Why is it easier to motivate myself to do something for someone else? For five hundred someone elses?
To phrase it another way: how many of us cook a full dinner when there’s only us in the house..?
Every person who responds to my blind tweets from a Forbidden Planet signing is making my individual challenge easier to overcome – and if I expand that realisation fractally through the twitterverse, our amphitheatre is filled with a thousand thousand tiny motes of personal empowerment.
And each one carries someone forward to meet their own challenge.
Okay, okay, it’s pretty and it’s visual; it dazzles with my own Danacea-branded idealism… Putting my shades on for a second: this is still a ‘What I’ve learned so far’ blog post – and the bottom of those rising seats is a place we’ve all sat to navel-gaze...
Yep – fluff.
As Twitter grows, so the fractal pattern multiplies. And here’s one of the things I haven’t learned – why our community doesn’t fragment.
My ‘Viking’ past is known to some; the bonds that tied the friendships of my twenties together were enormously powerful and remain strong to this day. But ten years in re-enactment taught me that no group grows beyond two dozen people – it divides, cliques form, social stresses and power struggles begin.

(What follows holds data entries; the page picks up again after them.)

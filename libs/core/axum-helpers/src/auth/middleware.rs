use super::session::{SESSION_COOKIE, SessionAuth};
use axum::{
    extract::{Request, State},
    http::{HeaderMap, header},
    middleware::Next,
    response::Response,
};

/// Session token from `Authorization: Bearer` or the session cookie.
pub fn extract_token(headers: &HeaderMap) -> Option<String> {
    headers
        .get(header::AUTHORIZATION)
        .and_then(|v| v.to_str().ok())
        .and_then(|auth| auth.strip_prefix("Bearer "))
        .map(|s| s.trim().to_string())
        .or_else(|| {
            headers
                .get_all(header::COOKIE)
                .iter()
                .filter_map(|v| v.to_str().ok())
                .flat_map(|cookies| cookies.split(';'))
                .find_map(|cookie| {
                    let (name, value) = cookie.trim().split_once('=')?;
                    (name == SESSION_COOKIE && !value.is_empty()).then(|| value.to_string())
                })
        })
        .filter(|t| !t.is_empty())
}

/// Resolves the session of every request.
///
/// Valid claims are stored in the request extensions; the policy
/// extractors ([`super::CurrentUser`], [`super::AdminUser`]) decide whether a
/// route needs them. Requests without a valid session pass through.
///
/// ```ignore
/// let api = Router::new()
///     .nest("/order", orders)
///     .layer(axum::middleware::from_fn_with_state(auth.clone(), session_middleware));
/// ```
pub async fn session_middleware(
    State(auth): State<SessionAuth>,
    mut request: Request,
    next: Next,
) -> Response {
    if let Some(token) = extract_token(request.headers()) {
        if let Some(claims) = auth.authenticate(&token).await {
            request.extensions_mut().insert(claims);
        }
    }

    next.run(request).await
}

#[cfg(test)]
mod tests {
    use super::*;
    use axum::http::HeaderValue;

    #[test]
    fn test_bearer_header_wins() {
        let mut headers = HeaderMap::new();
        headers.insert(header::AUTHORIZATION, HeaderValue::from_static("Bearer abc"));
        headers.insert(header::COOKIE, HeaderValue::from_static("access_token=def"));
        assert_eq!(extract_token(&headers).as_deref(), Some("abc"));
    }

    #[test]
    fn test_cookie_among_others() {
        let mut headers = HeaderMap::new();
        headers.insert(
            header::COOKIE,
            HeaderValue::from_static("theme=dark; access_token=xyz; cart=3"),
        );
        assert_eq!(extract_token(&headers).as_deref(), Some("xyz"));
    }

    #[test]
    fn test_empty_cookie_is_ignored() {
        let mut headers = HeaderMap::new();
        headers.insert(header::COOKIE, HeaderValue::from_static("access_token="));
        assert_eq!(extract_token(&headers), None);
        assert_eq!(extract_token(&HeaderMap::new()), None);
    }
}
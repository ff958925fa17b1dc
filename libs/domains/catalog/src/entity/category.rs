use crate::models::{Category, CreateCategory};
use sea_orm::ActiveValue::Set;
use sea_orm::entity::prelude::*;

#[derive(Clone, Debug, PartialEq, Eq, DeriveEntityModel)]
#[sea_orm(table_name = "categories")]
pub struct Model {
    #[sea_orm(primary_key, auto_increment = false)]
    pub id: Uuid,
    #[sea_orm(unique)]
    pub name: String,
    #[sea_orm(column_name = "type")]
    pub category_type: String,
    pub created_at: DateTimeWithTimeZone,
    pub updated_at: DateTimeWithTimeZone,
}

#[derive(Copy, Clone, Debug, EnumIter, DeriveRelation)]
pub enum Relation {
    #[sea_orm(has_many = "super::product_category::Entity")]
    ProductCategory,
}

impl Related<super::product_category::Entity> for Entity {
    fn to() -> RelationDef {
        Relation::ProductCategory.def()
    }
}

impl ActiveModelBehavior for ActiveModel {}

impl From<Model> for Category {
    fn from(model: Model) -> Self {
        Self {
            id: model.id,
            name: model.name,
            category_type: model.category_type,
        }
    }
}

impl From<CreateCategory> for ActiveModel {
    fn from(input: CreateCategory) -> Self {
        let now = chrono::Utc::now();
        ActiveModel {
            id: Set(Uuid::now_v7()),
            name: Set(input.name),
            category_type: Set(input.category_type),
            created_at: Set(now.into()),
            updated_at: Set(now.into()),
        }
    }
}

Why is Twitter (largely) immune?
I don’t have an answer to this; I’m intrigued. Is it because there’s no single leader – people earn their own respect? Is it because our Twitter friends are three-quarters real; soft-focus, seen through the light of the screen? Is it because it’s self-policing, the follower/following bonds are organic and the flow of communication voluntary?

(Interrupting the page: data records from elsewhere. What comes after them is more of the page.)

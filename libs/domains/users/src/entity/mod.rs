//! SeaORM entities of the users domain.
//!
//! `address` is shared with the orders domain, which copies customer
//! addresses onto shipments.

pub mod address;
pub mod user;
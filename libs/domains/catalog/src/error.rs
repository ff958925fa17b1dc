use axum::response::{IntoResponse, Response};
use axum_helpers::AppError;
use sea_orm::DbErr;
use thiserror::Error;
use uuid::Uuid;

#[derive(Debug, Error)]
pub enum CatalogError {
    #[error("Product not found.")]
    ProductNotFound,

    /// Update of a product that does not exist
    #[error("Product with id {0} not found.")]
    ProductMissing(Uuid),

    #[error("Product name and price are required.")]
    MissingNameOrPrice,

    #[error("One or more categories do not exist.")]
    UnknownCategory,

    #[error("Category not found.")]
    CategoryNotFound,

    #[error("Category '{0}' already exists.")]
    DuplicateCategory(String),

    #[error("Invalid input: {0}")]
    Validation(String),

    #[error("Database error: {0}")]
    Database(#[from] DbErr),

    #[error("Internal error: {0}")]
    Internal(String),
}

pub type CatalogResult<T> = Result<T, CatalogError>;

impl From<CatalogError> for AppError {
    fn from(err: CatalogError) -> Self {
        match err {
            CatalogError::ProductNotFound
            | CatalogError::ProductMissing(_)
            | CatalogError::CategoryNotFound => AppError::NotFound(err.to_string()),
            CatalogError::MissingNameOrPrice | CatalogError::UnknownCategory => {
                AppError::BadRequest(err.to_string())
            }
            CatalogError::DuplicateCategory(_) => AppError::Conflict(err.to_string()),
            CatalogError::Validation(msg) => AppError::BadRequest(msg),
            CatalogError::Database(e) => AppError::Database(e),
            CatalogError::Internal(msg) => AppError::InternalServerError(msg),
        }
    }
}

impl IntoResponse for CatalogError {
    fn into_response(self) -> Response {
        let app_error: AppError = self.into();
        app_error.into_response()
    }
}
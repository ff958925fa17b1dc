//! Users Domain
//!
//! Customer accounts, their postal address, and the login/register/logout
//! session endpoints.
//!
//! # Architecture
//!
//! ```text
//! ┌─────────────┐
//! │  Handlers   │  ← HTTP endpoints (/user, /login, /register, ...)
//! └──────┬──────┘
//!        │
//! ┌──────▼──────┐
//! │   Service   │  ← Password hashing, email rules, admin-only fields
//! └──────┬──────┘
//!        │
//! ┌──────▼──────┐
//! │ Repository  │  ← Data access (trait + implementations)
//! └──────┬──────┘
//!        │
//! ┌──────▼──────┐
//! │   Models    │  ← Entities, DTOs
//! └─────────────┘
//! ```
//!
//! # Usage
//!
//! ```rust,no_run
//! use domain_users::{
//!     handlers,
//!     repository::InMemoryUserRepository,
//!     service::UserService,
//! };
//!
//! let repository = InMemoryUserRepository::new();
//! let service = UserService::new(repository);
//!
//! let router = handlers::router(service);
//! ```

pub mod auth_handlers;
pub mod entity;
pub mod error;
pub mod handlers;
pub mod models;
pub mod postgres;
pub mod repository;
pub mod service;

pub use error::{UserError, UserResult};
pub use models::{
    Address, AddressInput, LoginRequest, NewUser, RegisterUser, UpdateUser, User, UserChanges,
    UserDetail, UserFilter, UserListResponse, UserResponse,
};
pub use postgres::PgUserRepository;
pub use repository::{InMemoryUserRepository, UserRepository};
pub use service::UserService;
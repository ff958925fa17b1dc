use axum::{
    extract::Request,
    http::{
        HeaderValue,
        header::{self, HeaderName},
    },
    middleware::Next,
    response::Response,
};

/// Adds the usual hardening headers to every response.
pub async fn security_headers(request: Request, next: Next) -> Response {
    let mut response = next.run(request).await;

    let headers = response.headers_mut();
    headers.insert(
        header::X_CONTENT_TYPE_OPTIONS,
        HeaderValue::from_static("nosniff"),
    );
    headers.insert(header::X_FRAME_OPTIONS, HeaderValue::from_static("DENY"));
    headers.insert(
        header::REFERRER_POLICY,
        HeaderValue::from_static("strict-origin-when-cross-origin"),
    );
    headers.insert(
        HeaderName::from_static("permissions-policy"),
        HeaderValue::from_static("geolocation=(), microphone=(), camera=()"),
    );

    response
}

#[cfg(test)]
mod tests {
    use super::*;
    use axum::{Router, body::Body, http::Request as HttpRequest, middleware, routing::get};
    use tower::ServiceExt;

    #[tokio::test]
    async fn test_headers_are_added() {
        let app = Router::new()
            .route("/", get(|| async { "ok" }))
            .layer(middleware::from_fn(security_headers));

        let response = app
            .oneshot(HttpRequest::builder().uri("/").body(Body::empty()).unwrap())
            .await
            .unwrap();

        let headers = response.headers();
        assert_eq!(headers["x-content-type-options"], "nosniff");
        assert_eq!(headers["x-frame-options"], "DENY");
        assert!(headers.contains_key("permissions-policy"));
    }
}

Or it is simply because we can turn it off when it gets too much?
Monday, 11 February 2008
Twitter Quitter
This is a rowing competition – 5,000 metres for the girls and 10,000 for the guys – completed in a series of heats; the best times win free membership and other goodies.

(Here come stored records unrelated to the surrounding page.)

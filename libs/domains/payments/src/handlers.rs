use axum::{
    Json, Router,
    extract::State,
    http::{HeaderMap, StatusCode},
    response::IntoResponse,
    routing::{get, post},
};
use axum_helpers::{
    AppError, AuditEvent, AuditOutcome, CurrentUser, UuidPath, ValidatedJson,
    errors::responses::{
        BadRequestResponse, BadRequestUuidResponse, BadRequestValidationResponse,
        ForbiddenResponse, InternalServerErrorResponse, NotFoundResponse, UnauthorizedResponse,
    },
};
use serde_json::json;
use std::sync::Arc;
use utoipa::OpenApi;

use crate::models::{CreatePayment, Payment, PaymentFields, PaymentOption, UpdatePayment};
use crate::repository::PaymentRepository;
use crate::service::PaymentService;

pub const TAG: &str = "payments";

/// OpenAPI documentation for the payment method endpoints
#[derive(OpenApi)]
#[openapi(
    paths(create_payment, list_payments, update_payment, delete_payment),
    components(
        schemas(Payment, PaymentOption, PaymentFields, CreatePayment, UpdatePayment),
        responses(
            NotFoundResponse,
            BadRequestResponse,
            BadRequestValidationResponse,
            BadRequestUuidResponse,
            ForbiddenResponse,
            UnauthorizedResponse,
            InternalServerErrorResponse
        )
    ),
    tags(
        (name = TAG, description = "Stored payment methods")
    )
)]
pub struct ApiDoc;

/// Create the payment router.
///
/// `GET /{id}` takes a user id, `PATCH` and `DELETE` a payment id.
pub fn router<R: PaymentRepository + 'static>(service: PaymentService<R>) -> Router {
    Router::new()
        .route("/create", post(create_payment))
        .route(
            "/{id}",
            get(list_payments)
                .patch(update_payment)
                .delete(delete_payment),
        )
        .with_state(Arc::new(service))
}

/// Store a payment method (own account, or any account as admin)
#[utoipa::path(
    post,
    path = "/create",
    tag = TAG,
    request_body = CreatePayment,
    responses(
        (status = 201, description = "Payment method stored", body = Payment),
        (status = 400, response = BadRequestResponse),
        (status = 401, response = UnauthorizedResponse),
        (status = 403, response = ForbiddenResponse),
        (status = 500, response = InternalServerErrorResponse)
    )
)]
async fn create_payment<R: PaymentRepository>(
    State(service): State<Arc<PaymentService<R>>>,
    caller: CurrentUser,
    headers: HeaderMap,
    ValidatedJson(input): ValidatedJson<CreatePayment>,
) -> Result<impl IntoResponse, AppError> {
    let payment = service
        .create_payment(input, caller.id(), caller.is_admin())
        .await?;

    AuditEvent::new(
        Some(caller.id()),
        "payment.create",
        Some(format!("payment:{}", payment.id)),
        AuditOutcome::Success,
    )
    .with_headers(&headers)
    .with_details(json!({ "option": payment.payment_option, "user_id": payment.user_id }))
    .log();

    Ok((StatusCode::CREATED, Json(payment)))
}

/// Payment methods of a user
#[utoipa::path(
    get,
    path = "/{id}",
    tag = TAG,
    params(
        ("id" = Uuid, Path, description = "User ID")
    ),
    responses(
        (status = 200, description = "Stored payment methods", body = Vec<Payment>),
        (status = 400, response = BadRequestUuidResponse),
        (status = 401, response = UnauthorizedResponse),
        (status = 403, response = ForbiddenResponse),
        (status = 500, response = InternalServerErrorResponse)
    )
)]
async fn list_payments<R: PaymentRepository>(
    State(service): State<Arc<PaymentService<R>>>,
    caller: CurrentUser,
    UuidPath(user_id): UuidPath,
) -> Result<Json<Vec<Payment>>, AppError> {
    let payments = service
        .find_by_user(user_id, caller.id(), caller.is_admin())
        .await?;
    Ok(Json(payments))
}

/// Change a payment method
#[utoipa::path(
    patch,
    path = "/{id}",
    tag = TAG,
    params(
        ("id" = Uuid, Path, description = "Payment ID")
    ),
    request_body = UpdatePayment,
    responses(
        (status = 200, description = "Payment method updated", body = Payment),
        (status = 400, response = BadRequestValidationResponse),
        (status = 401, response = UnauthorizedResponse),
        (status = 403, response = ForbiddenResponse),
        (status = 404, response = NotFoundResponse),
        (status = 500, response = InternalServerErrorResponse)
    )
)]
async fn update_payment<R: PaymentRepository>(
    State(service): State<Arc<PaymentService<R>>>,
    caller: CurrentUser,
    UuidPath(id): UuidPath,
    ValidatedJson(input): ValidatedJson<UpdatePayment>,
) -> Result<Json<Payment>, AppError> {
    let payment = service
        .update_payment(id, input, caller.id(), caller.is_admin())
        .await?;
    Ok(Json(payment))
}

/// Delete a payment method
#[utoipa::path(
    delete,
    path = "/{id}",
    tag = TAG,
    params(
        ("id" = Uuid, Path, description = "Payment ID")
    ),
    responses(
        (status = 204, description = "Payment method deleted"),
        (status = 400, response = BadRequestUuidResponse),
        (status = 401, response = UnauthorizedResponse),
        (status = 403, response = ForbiddenResponse),
        (status = 404, response = NotFoundResponse),
        (status = 500, response = InternalServerErrorResponse)
    )
)]
async fn delete_payment<R: PaymentRepository>(
    State(service): State<Arc<PaymentService<R>>>,
    caller: CurrentUser,
    headers: HeaderMap,
    UuidPath(id): UuidPath,
) -> Result<impl IntoResponse, AppError> {
    service
        .delete_payment(id, caller.id(), caller.is_admin())
        .await?;

    AuditEvent::new(
        Some(caller.id()),
        "payment.delete",
        Some(format!("payment:{}", id)),
        AuditOutcome::Success,
    )
    .with_headers(&headers)
    .log();

    Ok(StatusCode::NO_CONTENT)
}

I was doubtful about this year’s – but inspired by mosqueda, wickedstepmom and the Twitter PT Challenge, I signed on the dotted line and flexed my shoulders at the lurking menace of the Concept II.
The contest is a friendly one – but there’s a powerful compulsion to succeed, be that to win your heat or beat your time. Girls and guys both are teeth gritted and sweat beading; the rhythm of the machines is repetitive, hypnotic – it drives you mesmerically onward.
It’s a fast, forceful race. Quitting is not an option.
So: this is the point where I give you the achievement speech?
No: this is the point where I tell you I quit.
I gave up, less than 500 metres from the end of course, because the elastic strap of my top was running directly across a friction burn on my back, tearing repetitively at the healing skin. Sweat was tickling down either side of my spine and the salt was bringing tears to my eyes – literally.
As the crescendo rose, I relinquished my part in it.
I was gutted; in the sudden stillness, I was also acutely self-conscious.
And I wondered how on earth I was going to explain.
We know our friends don’t judge us – they’re our friends – but somewhere, you hear that faint, metallic echo of regret that lingers through the sound of ‘you did your best’. And when the word ‘friend’ has spiralled from the local pub to the global one, ‘I quit’ is the tweet your fingers twitch from typing.
That’s human, isn’t it?
It’s a rare moment when Twitter actually makes something harder.
It took the cool walk to the changing rooms and a wincing look at my back to reach the (obvious) realisation: -
The rhythmic roar of the machines and the rush of adrenaline, endorphins, had fused into a desire to ‘live up to’ something. And that wasn’t the responsibility of my competitors, my mates or my friends on Twitter – that was something I’d caused for myself.
Twitter can help us learn, strive, expand, encompass and comprehend… but ultimately how we choose to use it is up to us. Using it as a motivator is good – using it as sophistry to push yourself too far is not.
I’ll keep the scar on my back as a memento: sometimes the lesson you learn is how to quit.